◆ WORK ORDER
All lines from the one with "their versions, request" through the final line of the records below must be written out exactly, with no other text.

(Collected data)
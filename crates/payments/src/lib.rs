//! Payments: the protocol's payment command, built on the versioned command model.
//!
//! Pure domain logic (no IO, no networking). A payment is a shared object
//! whose every revision is a new version; a `PaymentCommand` proposes one
//! revision and declares the revision it supersedes as its dependency.

pub mod command;
pub mod payment;

pub use command::PaymentCommand;
pub use payment::{PaymentAction, PaymentActor, PaymentObject, PaymentStatus};
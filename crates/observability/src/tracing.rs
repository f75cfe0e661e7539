//! Tracing subscriber installation.
//!
//! `RUST_LOG` wins over the configured default filter when it is set.

use tracing_subscriber::EnvFilter;

use crate::config::{LogFormat, ObservabilityConfig};

/// Install the global subscriber, ignoring "already installed" errors.
pub fn init(config: &ObservabilityConfig) {
    let _ = try_init(config);
}

/// Install the global subscriber described by `config`.
pub fn try_init(config: &ObservabilityConfig) -> anyhow::Result<()> {
    let filter = EnvFilter::try_from_default_env()
        .or_else(|_| EnvFilter::try_new(&config.default_filter))
        .map_err(|e| anyhow::anyhow!("invalid log filter `{}`: {e}", config.default_filter))?;

    let builder = tracing_subscriber::fmt()
        .with_env_filter(filter)
        .with_timer(tracing_subscriber::fmt::time::SystemTime)
        .with_target(config.with_target);

    let installed = match config.format {
        LogFormat::Json => builder.json().try_init(),
        LogFormat::Pretty => builder.pretty().try_init(),
    };
    installed.map_err(|e| anyhow::anyhow!("failed to install tracing subscriber: {e}"))
}
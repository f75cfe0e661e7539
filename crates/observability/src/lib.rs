//! Tracing/logging setup shared by binaries and tests.

pub mod config;

/// Tracing subscriber installation.
pub mod tracing;

pub use config::{LogFormat, ObservabilityConfig};

/// Initialize process-wide tracing from the environment.
///
/// This is safe to call multiple times; subsequent calls become no-ops.
pub fn init() {
    tracing::init(&ObservabilityConfig::from_env());
}

/// Initialize process-wide tracing with an explicit configuration.
///
/// Fails if a global subscriber is already installed.
pub fn try_init(config: &ObservabilityConfig) -> anyhow::Result<()> {
    tracing::try_init(config)
}
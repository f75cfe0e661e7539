//! `offchain-core` — shared building blocks for the off-chain command protocol.
//!
//! This crate contains **pure value types** (no IO, no networking): the error
//! model, identifiers for shared objects and their versions, request
//! correlation ids, and the party identity codec.

pub mod error;
pub mod id;
pub mod value_object;

pub use error::{CommandError, CommandResult};
pub use id::{ObjectId, PartyAddress, RequestCid, Version};
pub use value_object::ValueObject;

◆ RESPONSE BELOW
//! model, identifiers for shared objects and their versions, request
//! correlation ids, and the party identity codec.

pub mod error;
pub mod id;
pub mod value_object;

pub use error::{CommandError, CommandResult};
pub use id::{ObjectId, PartyAddress, RequestCid, Version};
pub use value_object::ValueObject;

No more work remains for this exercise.